Undici provides an install() function to add fetch-related and other web API classes to globalThis, making them available globally without requiring imports.
install(): voidInstall undici's global web APIs on globalThis.
Example:
import { install } from 'undici'
// Install undici's global web APIs
install()
// Now you can use fetch classes globally without importing
const response = await fetch('https://api.example.com/data')
const data = await response.json()
// All classes are available globally:
const headers = new Headers([['content-type', 'application/json']])
const request = new Request('https://example.com')
const formData = new FormData()
const ws = new WebSocket('wss://example.com')

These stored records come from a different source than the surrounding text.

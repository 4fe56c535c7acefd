use std::{future::Future, sync::Arc, time::Duration};

use lazy_static::lazy_static;
use regex::Regex;
use tokio::sync::OnceCell;
use tracing::{debug, info, warn};
use uuid::Uuid;

use super::{
    dto::{ProfileView, PublicUser, SigninRequest, SignupRequest, UpdateProfileRequest},
    extractors::{ClientMeta, Identity},
    jwt::JwtKeys,
    password::PasswordHasher,
};
use crate::{
    error::{AuthError, INVALID_CREDENTIALS},
    store::{CredentialStore, NewSession, NewUser, ProfilePatch, StoreError, User, UserPatch},
};

pub(crate) fn is_valid_email(email: &str) -> bool {
    lazy_static! {
        static ref EMAIL_RE: Regex = Regex::new(r"^[^@\s]+@[^@\s]+\.[^@\s]+$").unwrap();
    }
    EMAIL_RE.is_match(email)
}

/// Trimmed value, or `None` when absent or blank.
fn non_empty(value: Option<String>) -> Option<String> {
    value
        .map(|v| v.trim().to_owned())
        .filter(|v| !v.is_empty())
}

/// Result of an operation whose primary write succeeded while a secondary
/// write may have failed.
#[derive(Debug)]
pub struct BestEffort<T> {
    pub value: T,
    pub warning: Option<String>,
}

impl<T> BestEffort<T> {
    fn clean(value: T) -> Self {
        Self {
            value,
            warning: None,
        }
    }

    fn degraded(value: T, warning: String) -> Self {
        Self {
            value,
            warning: Some(warning),
        }
    }

    pub fn is_degraded(&self) -> bool {
        self.warning.is_some()
    }

    /// Hands back the value, noting a lost side write on the current span.
    pub fn into_value(self) -> T {
        if self.is_degraded() {
            debug!(warning = ?self.warning, "completed without side write");
        }
        self.value
    }
}

/// A user together with a freshly issued token.
#[derive(Debug)]
pub struct Issued {
    pub user: PublicUser,
    pub token: String,
}

impl Issued {
    fn new(user: &User, token: String) -> Self {
        Self {
            user: PublicUser {
                id: user.id,
                email: user.email.clone(),
                name: user.name.clone(),
            },
            token,
        }
    }
}

#[derive(Clone)]
pub struct AuthService {
    store: Arc<dyn CredentialStore>,
    keys: JwtKeys,
    hasher: PasswordHasher,
    store_timeout: Duration,
    /// Verified against when the email is unknown, so signin always pays for one hash check.
    decoy_hash: Arc<OnceCell<String>>,
}

impl AuthService {
    pub fn new(
        store: Arc<dyn CredentialStore>,
        keys: JwtKeys,
        hasher: PasswordHasher,
        store_timeout: Duration,
    ) -> Self {
        Self {
            store,
            keys,
            hasher,
            store_timeout,
            decoy_hash: Arc::new(OnceCell::new()),
        }
    }

    pub fn keys(&self) -> &JwtKeys {
        &self.keys
    }

    /// Runs a store call under the configured timeout.
    pub(crate) async fn bounded<T, F>(&self, call: F) -> Result<T, StoreError>
    where
        F: Future<Output = Result<T, StoreError>>,
    {
        tokio::time::timeout(self.store_timeout, call)
            .await
            .map_err(|_| StoreError::Timeout)?
    }

    pub async fn find_user(&self, id: Uuid) -> Result<Option<User>, StoreError> {
        self.bounded(self.store.find_user_by_id(id)).await
    }

    pub async fn signup(&self, req: SignupRequest) -> Result<BestEffort<Issued>, AuthError> {
        let (Some(email), Some(password), Some(name)) = (
            non_empty(req.email),
            req.password.filter(|p| !p.is_empty()),
            non_empty(req.name),
        ) else {
            return Err(AuthError::Validation(
                "Email, password and name are required".into(),
            ));
        };
        if !is_valid_email(&email) {
            warn!(email = %email, "invalid email");
            return Err(AuthError::Validation("Invalid email".into()));
        }

        // Fast path only; the unique index decides under concurrency.
        if self
            .bounded(self.store.find_user_by_email(&email))
            .await?
            .is_some()
        {
            warn!(email = %email, "email already registered");
            return Err(email_taken());
        }

        let password_hash = self.hasher.hash(&password).await?;
        let new_user = NewUser {
            id: Uuid::new_v4(),
            email,
            password_hash,
            name,
            phone: non_empty(req.phone),
        };
        let user = match self.bounded(self.store.insert_user(new_user)).await {
            Ok(u) => u,
            Err(StoreError::UniqueViolation(constraint)) => {
                warn!(%constraint, "signup lost insert race");
                return Err(email_taken());
            }
            Err(e) => return Err(e.into()),
        };

        let warning = match self.bounded(self.store.insert_profile(user.id, None)).await {
            Ok(_) => None,
            Err(e) => {
                warn!(user_id = %user.id, error = %e, "profile creation failed");
                Some(format!("profile not created: {e}"))
            }
        };

        let token = self
            .keys
            .issue(user.id, &user.email)
            .map_err(|e| AuthError::persistence("Server error", e))?;

        info!(user_id = %user.id, "user registered");
        let issued = Issued::new(&user, token);
        Ok(match warning {
            Some(w) => BestEffort::degraded(issued, w),
            None => BestEffort::clean(issued),
        })
    }

    pub async fn signin(
        &self,
        req: SigninRequest,
        client: ClientMeta,
    ) -> Result<BestEffort<Issued>, AuthError> {
        let (Some(email), Some(password)) =
            (non_empty(req.email), req.password.filter(|p| !p.is_empty()))
        else {
            return Err(AuthError::Validation("Email and password are required".into()));
        };

        let Some(user) = self.bounded(self.store.find_user_by_email(&email)).await? else {
            warn!(email = %email, "signin unknown email");
            self.verify_decoy(&password).await?;
            return Err(AuthError::Auth(INVALID_CREDENTIALS));
        };

        if !self.hasher.verify(&password, &user.password_hash).await? {
            warn!(user_id = %user.id, "signin invalid password");
            return Err(AuthError::Auth(INVALID_CREDENTIALS));
        }

        let token = self
            .keys
            .issue(user.id, &user.email)
            .map_err(|e| AuthError::persistence("Server error", e))?;

        let session = NewSession {
            user_id: user.id,
            ip_address: client.ip,
            user_agent: client.user_agent,
        };
        let warning = match self.bounded(self.store.insert_session(session)).await {
            Ok(_) => None,
            Err(e) => {
                warn!(user_id = %user.id, error = %e, "session record failed");
                Some(format!("session not recorded: {e}"))
            }
        };

        info!(user_id = %user.id, "user signed in");
        let issued = Issued::new(&user, token);
        Ok(match warning {
            Some(w) => BestEffort::degraded(issued, w),
            None => BestEffort::clean(issued),
        })
    }

    async fn verify_decoy(&self, password: &str) -> Result<(), AuthError> {
        let decoy = self
            .decoy_hash
            .get_or_try_init(|| self.hasher.hash("decoy-password-never-matches"))
            .await?;
        self.hasher.verify(password, decoy).await?;
        Ok(())
    }

    pub async fn get_profile(
        &self,
        identity: &Identity,
    ) -> Result<BestEffort<ProfileView>, AuthError> {
        let Some(user) = self.find_user(identity.id).await? else {
            return Err(AuthError::NotFound("User not found".into()));
        };

        let (avatar, warning) = match self
            .bounded(self.store.find_profile_by_user(user.id))
            .await
        {
            Ok(profile) => (profile.and_then(|p| p.avatar), None),
            Err(e) => {
                warn!(user_id = %user.id, error = %e, "profile lookup failed");
                (None, Some(format!("avatar unavailable: {e}")))
            }
        };

        let view = ProfileView {
            id: user.id,
            email: user.email,
            name: user.name,
            phone: user.phone,
            created_at: user.created_at,
            avatar,
        };
        Ok(match warning {
            Some(w) => BestEffort::degraded(view, w),
            None => BestEffort::clean(view),
        })
    }

    /// Writes only the tables that have a supplied field. The user row is
    /// written before the profile row and is not undone if the latter fails.
    /// A profile row lost at signup is created here.
    pub async fn update_profile(
        &self,
        identity: &Identity,
        req: UpdateProfileRequest,
    ) -> Result<(), AuthError> {
        let user_patch = UserPatch {
            name: non_empty(req.name),
            phone: non_empty(req.phone),
        };
        let profile_patch = ProfilePatch {
            avatar: non_empty(req.avatar),
        };

        let (user_fields, avatar) = (!user_patch.is_empty(), !profile_patch.is_empty());
        if user_fields {
            self.bounded(self.store.update_user(identity.id, &user_patch))
                .await
                .map_err(|e| AuthError::persistence("Failed to update profile", e))?;
        }
        if avatar {
            self.bounded(self.store.upsert_profile(identity.id, &profile_patch))
                .await
                .map_err(|e| AuthError::persistence("Failed to update avatar", e))?;
        }

        info!(user_id = %identity.id, user_fields, avatar, "profile updated");
        Ok(())
    }

    /// Drops the user's session records. The bearer token itself stays
    /// valid until it expires.
    pub async fn logout(&self, identity: &Identity) -> BestEffort<()> {
        match self
            .bounded(self.store.delete_sessions_by_user(identity.id))
            .await
        {
            Ok(removed) => {
                info!(user_id = %identity.id, removed, "user logged out");
                BestEffort::clean(())
            }
            Err(e) => {
                warn!(user_id = %identity.id, error = %e, "session cleanup failed");
                BestEffort::degraded((), format!("sessions not cleared: {e}"))
            }
        }
    }
}

fn email_taken() -> AuthError {
    AuthError::Conflict("Email already registered".into())
}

const eventSource = new EventSource('https://example.com/events')The install() function adds the following classes to globalThis:
| Class | Description |
|---|---|
fetch | The fetch function for making HTTP requests |
Headers | HTTP headers management |
Response | HTTP response representation |
Request | HTTP request representation |
FormData | Form data handling |
WebSocket | WebSocket client |
CloseEvent | WebSocket close event |
ErrorEvent | WebSocket error event |
MessageEvent | WebSocket message event |
EventSource | Server-sent events client |
If you send a FormData body, use matching implementations for fetch and
FormData.
These two patterns are safe:
// Built-in globals from Node.js
const body = new FormData()
await fetch('https://example.com', {
method: 'POST',
body
})After install(), fetch, Headers, Response, Request, and FormData
all come from the installed undici package, so they work as a matching set.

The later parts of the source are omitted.